Regardless of the reason, it’s been a hot-button issue with new and old cat parents for some time now. Jane Harrell, editor-in-chief of the Pet Health Network, has heard countless reasons why an owner rationalizes keeping his or her cat outside, but the most common ones are:
- “My cat would be bored inside.”
- “My cat wouldn’t be able to hunt.”
- “My cat would get fat.”
- “My cat likes to relax in the grass and stays close to home.”
There are even vets in some parts of the world who will recommend keeping a cat outside because they think it’s better for cat’s mental health. However, most U.S. veterinarians strongly encourage indoor-only cats. Harrell told She Knows, “When I was working at the Boston MSPCA Adoption Center, almost every day a heartbroken cat parent would come in and tell me about something horrible that happened to their outdoor cats.” There are so many dangers out there that a cat could easily and unknowingly fall victim to. It’s essentially like putting cats in a game of Russian roulette. Here are just a few of the ones that are most often reported:
Cat fights — Cat fights with strays, or even other pet cats, can lead to wounds that lead to serious infections, especially if your cat doesn’t come home right away.
Viral Infections — A bite from, or even a harmless interaction with, an infected cat easily transmit a host of viral infections, including feline leukemia virus (FeLV) and feline immunodeficiency virus (FIV).
Parasites — Outdoor cats pick up parasites much easier than indoor cats. While not immediately deadly, they can cause major health problems if left untreated.
Cars — Cars are one of the biggest threats to cats because if they get hit, they’re almost always fatally injured. Any cat, no matter how street-smart, can become a victim.
Poisons — There are so many things outside that are deadly to cats if ingested. Just a few to consider are antifreeze from a dripping car, pesticides and even wet paint.
Wild animals — Predators like foxes, coyotes and mountain lions often prey on outdoor cats.

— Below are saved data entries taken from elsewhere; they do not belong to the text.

//! Slot storage for tree nodes.
//!
//! Nodes live in a vector of slots addressed by [NodeId]. Freed slots are recycled, so a
//! handle is only meaningful while the node it was issued for is still in the tree.

use std::ops::{Index, IndexMut};

/// Handle to a node inside one [ConfigTree](super::ConfigTree).
#[derive(Debug, Clone, Copy, PartialEq, Eq, Hash, PartialOrd, Ord)]
pub struct NodeId(u32);

impl NodeId {
    pub fn index(self) -> u32 {
        self.0
    }
}

#[derive(Debug, Clone)]
pub(crate) struct Arena<T> {
    slots: Vec<Option<T>>,
    free: Vec<u32>,
}

impl<T> Arena<T> {
    pub(crate) fn new() -> Self {
        Self {
            slots: Vec::new(),
            free: Vec::new(),
        }
    }

    pub(crate) fn alloc(&mut self, value: T) -> NodeId {
        match self.free.pop() {
            Some(index) => {
                self.slots[index as usize] = Some(value);
                NodeId(index)
            }
            None => {
                let index = self.slots.len() as u32;
                self.slots.push(Some(value));
                NodeId(index)
            }
        }
    }

    pub(crate) fn release(&mut self, id: NodeId) -> Option<T> {
        let value = self.slots.get_mut(id.0 as usize)?.take()?;
        self.free.push(id.0);
        Some(value)
    }

    pub(crate) fn get(&self, id: NodeId) -> Option<&T> {
        self.slots.get(id.0 as usize)?.as_ref()
    }

    pub(crate) fn get_mut(&mut self, id: NodeId) -> Option<&mut T> {
        self.slots.get_mut(id.0 as usize)?.as_mut()
    }

    pub(crate) fn contains(&self, id: NodeId) -> bool {
        self.get(id).is_some()
    }

    /// Number of live values.
    pub(crate) fn len(&self) -> usize {
        self.slots.len() - self.free.len()
    }
}

impl<T> Index<NodeId> for Arena<T> {
    type Output = T;

    fn index(&self, id: NodeId) -> &T {
        match self.get(id) {
            Some(value) => value,
            None => panic!("stale node handle {id:?}"),
        }
    }
}

impl<T> IndexMut<NodeId> for Arena<T> {
    fn index_mut(&mut self, id: NodeId) -> &mut T {
        match self.get_mut(id) {
            Some(value) => value,
            None => panic!("stale node handle {id:?}"),
        }
    }
}
//! Node tree behaviour through the public API.

use cfgtree::config::{
    AccessFlags, ConfigDocument, ConfigTree, DotAccess, Resolved, Resource, ValidationFlags,
};
use cfgtree::error::ConfigError;
use cfgtree::parse_ini;
use cfgtree::testing::assert_node;
use std::sync::Arc;

fn fixture(name: &str) -> String {
    let path = format!("{}/tests/fixtures/{name}", env!("CARGO_MANIFEST_DIR"));
    std::fs::read_to_string(&path).expect("fixture to exist")
}

fn document(name: &str) -> ConfigDocument {
    let resource = Resource::file(format!("tests/fixtures/{name}"));
    ConfigDocument::from_ini_str(resource, &fixture(name)).expect("fixture to parse")
}

#[test]
fn test_document_root_is_named_after_file() {
    let doc = document("app.ini");
    assert_node(doc.root())
        .name("app")
        .property("name", "demo")
        .property("server.port", "8080")
        .property("app.server.port", "8080")
        .child_names(&["server", "client"]);
}

#[test]
fn test_required_and_optional_lookups() {
    let doc = document("app.ini");
    let root = doc.root();
    assert_eq!(root.find_property("server.missing"), None);
    assert_eq!(
        root.property("server.missing"),
        Err(ConfigError::NotFound {
            path: "server.missing".into(),
            context: "app".into(),
        })
    );
    assert!(root.child("client.retries").is_err());
    assert_eq!(root.property_as::<u32>("client.retries"), Ok(3));
}

#[test]
fn test_merge_overlay() {
    let mut doc = document("app.ini");
    let overlay = parse_ini(&fixture("overlay.ini")).unwrap();
    doc.merge(&overlay).unwrap();

    assert_node(doc.root())
        .name("app")
        .child_names(&["server", "client", "logging"])
        .child("server", |server| {
            server
                .property("host", "localhost")
                .property("port", "9090")
                .property("tls", "true");
        })
        .property("logging.level", "debug");
}

#[test]
fn test_merged_leaves_original_untouched() {
    let doc = document("app.ini");
    let overlay = parse_ini("[client]\nretries = 5\n").unwrap();
    let merged = doc.root().merged(&overlay).unwrap();
    assert_eq!(merged.root().property("client.retries"), Ok("5"));
    assert_eq!(doc.root().property("client.retries"), Ok("3"));
}

#[test]
fn test_merge_rename_collision() {
    let mut tree = parse_ini("[a]\n[b]\n").unwrap();
    let renamed = ConfigTree::new("a");
    let err = tree
        .root_mut()
        .child_mut("b")
        .unwrap()
        .merge(&renamed)
        .unwrap_err();
    assert!(matches!(err, ConfigError::DuplicateName { .. }));
}

#[test]
fn test_remove_child_keeps_sibling_order() {
    let mut tree = parse_ini("[a]\nk = 1\n[b]\nk = 2\n[c]\nk = 3\n").unwrap();
    tree.root_mut().set_property("b.deep.x", "1").unwrap();

    let removed = tree.root_mut().remove_direct_child("b").unwrap();
    assert_node(removed.root()).name("b").property("deep.x", "1");
    assert_node(tree.root())
        .child_names(&["a", "c"])
        .no_child("b")
        .no_child("b.deep")
        .no_property("b.deep.x");
}

#[test]
fn test_add_child_checks_dotted_names() {
    let mut tree = parse_ini("[a]\n").unwrap();
    tree.root_mut()
        .child_mut("a")
        .unwrap()
        .create_child("b");

    // "a.b" as one name collides with the existing path a.b
    let err = tree.root_mut().add_child(ConfigTree::new("a.b")).unwrap_err();
    assert!(matches!(err, ConfigError::DuplicateName { .. }));

    // a direct insertion only looks at direct children
    tree.root_mut()
        .add_direct_child(ConfigTree::new("a.b"))
        .unwrap();
    assert!(tree.root().has_direct_child("a.b"));
}

#[test]
fn test_set_child_creates_path() {
    let mut tree = ConfigTree::new("");
    let mut sub = ConfigTree::with_value("ignored", "v");
    sub.root_mut().set_direct_property("k", "1");
    tree.root_mut().set_child("x.y.z", sub).unwrap();

    assert_node(tree.root())
        .child("x.y.z", |z| {
            z.name("z").value("v").property("k", "1");
        });
    assert_eq!(tree.root().child("x.y.z").unwrap().path(), "x.y.z");
    assert_eq!(
        tree.root_mut().set_child("x..z", ConfigTree::new("")).unwrap_err(),
        ConfigError::InvalidPath("x..z".into())
    );
}

#[test]
fn test_dot_access_walk() {
    let tree = parse_ini("[db]\nhost = h\n").unwrap();
    let resolved = DotAccess::new("db.host", AccessFlags::NEED_PROPERTY)
        .walk(&tree, tree.root_id())
        .unwrap();
    match resolved {
        Resolved::Property { node, key } => {
            assert_eq!(key, "host");
            assert_eq!(tree.node(node).map(|n| n.name()), Some("db"));
        }
        other => panic!("unexpected {other:?}"),
    }
}

#[test]
fn test_listings() {
    let doc = document("app.ini");
    let root = doc.root();
    assert_eq!(root.property_names(), vec!["name"]);
    assert_eq!(root.child_paths(), vec!["app.server", "app.client"]);
    assert_eq!(
        root.property_paths(),
        vec![
            "app.name",
            "app.server.host",
            "app.server.port",
            "app.client.retries",
        ]
    );
}

#[test]
fn test_schema_validation() {
    let mut doc = document("app.ini");
    let schema = Arc::new(parse_ini(&fixture("schema.ini")).unwrap());
    doc.root_mut().set_schema(Some(schema.clone()));
    assert_eq!(doc.root().validate(ValidationFlags::NONE), Ok(()));

    doc.root_mut().set_property("server.port", "eighty").unwrap();
    doc.root_mut().set_property("extra.x", "1").unwrap();
    let err = doc.root().validate(ValidationFlags::NONE).unwrap_err();
    assert_eq!(
        err.to_string(),
        "validation failed: app.server.port: expected integer, found 'eighty'; \
         app.extra: unexpected node"
    );
    assert!(doc
        .root()
        .validate(ValidationFlags::ALLOW_UNKNOWN | ValidationFlags::FIRST_ONLY)
        .is_err());
    assert!(Arc::ptr_eq(doc.root().schema().unwrap(), &schema));
}

#[test]
fn test_json_rendering() {
    let tree = parse_ini("a = 1\n[s]\nb = 2\n").unwrap();
    insta::assert_snapshot!(serde_json::to_string_pretty(&tree).unwrap(), @r#"
    {
      "name": "",
      "value": "",
      "properties": {
        "a": "1"
      },
      "children": [
        {
          "name": "s",
          "value": "",
          "properties": {
            "b": "2"
          },
          "children": []
        }
      ]
    }
    "#);
}
//! INI output
//!
//! The properties of the starting node come first, without a header. Every descendant
//! with properties then gets a `[section]` named by its path relative to the starting
//! node, so nested nodes produce dotted section names. Nodes without properties are
//! skipped; their descendants still appear under their own dotted names.
//!
//! Output is checked against the parser's reading of it before anything is written.
//! Names and values that would come back different (a value with a comment marker
//! outside quotes, a key holding `=`, surrounding blanks, line breaks, two nodes
//! flattening to the same section name) fail with [FormatError::Unrepresentable].

use crate::config::NodeRef;
use crate::error::FormatError;
use crate::settings::IniSettings;
use std::collections::HashSet;
use std::io::Write;

/// Writes with the default comment markers and quote.
pub fn write_ini<W: Write>(node: NodeRef<'_>, out: W) -> Result<(), FormatError> {
    write_ini_with(node, out, &IniSettings::default())
}

/// Writes text that [IniParser](super::IniParser) built from `settings` reads back to the
/// same property paths and values.
pub fn write_ini_with<W: Write>(
    node: NodeRef<'_>,
    mut out: W,
    settings: &IniSettings,
) -> Result<(), FormatError> {
    let rules = Rules { settings };
    let sections = rules.plan(node)?;

    let mut wrote_any = write_properties(node, &mut out)?;
    for (name, section) in sections {
        if wrote_any {
            writeln!(out)?;
        }
        writeln!(out, "[{name}]")?;
        write_properties(section, &mut out)?;
        wrote_any = true;
    }
    Ok(())
}

pub fn to_ini_string(node: NodeRef<'_>) -> Result<String, FormatError> {
    to_ini_string_with(node, &IniSettings::default())
}

pub fn to_ini_string_with(node: NodeRef<'_>, settings: &IniSettings) -> Result<String, FormatError> {
    let mut out = Vec::new();
    write_ini_with(node, &mut out, settings)?;
    Ok(String::from_utf8_lossy(&out).into_owned())
}

fn write_properties<W: Write>(node: NodeRef<'_>, out: &mut W) -> Result<bool, FormatError> {
    for (key, value) in node.properties() {
        writeln!(out, "{key} = {value}")?;
    }
    Ok(node.has_properties())
}

struct Rules<'s> {
    settings: &'s IniSettings,
}

impl Rules<'_> {
    /// Section names in output order, after checking every name and value.
    fn plan<'a>(&self, node: NodeRef<'a>) -> Result<Vec<(String, NodeRef<'a>)>, FormatError> {
        self.check_properties(node, "")?;
        let mut seen = HashSet::new();
        let mut planned = Vec::new();
        for section in sections(node) {
            let name = relative_path(node, section);
            self.check_name(&name, &name)?;
            if !seen.insert(name.clone()) {
                return Err(unrepresentable(&name, "section name is written twice"));
            }
            self.check_properties(section, &name)?;
            planned.push((name, section));
        }
        Ok(planned)
    }

    fn check_properties(&self, node: NodeRef<'_>, section: &str) -> Result<(), FormatError> {
        for (key, value) in node.properties() {
            let path = if section.is_empty() {
                key.to_string()
            } else {
                format!("{section}.{key}")
            };
            self.check_name(key, &path)?;
            self.check_value(value, &path)?;
        }
        Ok(())
    }

    fn markers(&self) -> impl Iterator<Item = &str> + '_ {
        self.settings
            .comment_markers
            .iter()
            .map(String::as_str)
            .filter(|marker| !marker.is_empty())
    }

    fn check_common(&self, text: &str, path: &str) -> Result<(), FormatError> {
        if text.contains(['\n', '\r']) {
            return Err(unrepresentable(path, "contains a line break"));
        }
        if text.trim() != text {
            return Err(unrepresentable(path, "has leading or trailing whitespace"));
        }
        Ok(())
    }

    /// Keys and section names: no structural token at all.
    fn check_name(&self, name: &str, path: &str) -> Result<(), FormatError> {
        if name.is_empty() {
            return Err(unrepresentable(path, "name is empty"));
        }
        self.check_common(name, path)?;
        if name.contains(['[', ']', '=']) {
            return Err(unrepresentable(path, "name contains '[', ']' or '='"));
        }
        let quote = self.settings.quote.as_str();
        if self.markers().any(|marker| name.contains(marker))
            || (!quote.is_empty() && name.contains(quote))
        {
            return Err(unrepresentable(path, "name contains a comment marker or quote"));
        }
        Ok(())
    }

    /// Values: a comment marker only survives between quotes.
    fn check_value(&self, value: &str, path: &str) -> Result<(), FormatError> {
        self.check_common(value, path)?;
        let quote = self.settings.quote.as_str();
        let mut in_quote = false;
        let mut rest = value;
        while let Some(c) = rest.chars().next() {
            // `[`, `]` and `=` win ties in the token table.
            if matches!(c, '[' | ']' | '=') {
                rest = &rest[c.len_utf8()..];
                continue;
            }
            if let Some(marker) = self.markers().find(|marker| rest.starts_with(marker)) {
                if !in_quote {
                    return Err(unrepresentable(path, "value contains a comment marker"));
                }
                rest = &rest[marker.len()..];
                continue;
            }
            if !quote.is_empty() && rest.starts_with(quote) {
                in_quote = !in_quote;
                rest = &rest[quote.len()..];
                continue;
            }
            rest = &rest[c.len_utf8()..];
        }
        Ok(())
    }
}

fn unrepresentable(path: &str, reason: &'static str) -> FormatError {
    FormatError::Unrepresentable {
        path: path.to_string(),
        reason,
    }
}

/// Descendants with properties, depth first.
fn sections<'a>(node: NodeRef<'a>) -> Vec<NodeRef<'a>> {
    let mut found = Vec::new();
    let mut pending: Vec<NodeRef<'a>> = node.children().collect();
    pending.reverse();
    while let Some(next) = pending.pop() {
        if next.has_properties() {
            found.push(next);
        }
        let mut children: Vec<_> = next.children().collect();
        children.reverse();
        pending.extend(children);
    }
    found
}

fn relative_path(base: NodeRef<'_>, node: NodeRef<'_>) -> String {
    let mut names: Vec<&str> = node
        .ancestors()
        .into_iter()
        .skip_while(|ancestor| ancestor.id() != base.id())
        .skip(1)
        .map(|ancestor| ancestor.name())
        .collect();
    names.retain(|name| !name.is_empty());
    names.join(".")
}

If this list has scared you into considering bringing your cat indoors for good, don’t worry, it’s not as difficult a transition as you might think. It’s all about making sure it gets a good amount of play time and stimulation with toys and attention.
It also doesn’t have to be an all-or-nothing transition. According to Harrell, “There are also ways that you can offer your cat limited, safer exposure to the outside world with things like enclosed patios (often called catios) or leash-walking. Yes, cats can learn to enjoy being walked on a leash!”
However, if you plan to take a previously indoor cat outside for the first time, check with your vet to see if it needs any vaccines or screenings for infectious diseases. Let’s keep all of our kitties happy and healthy for as long as possible.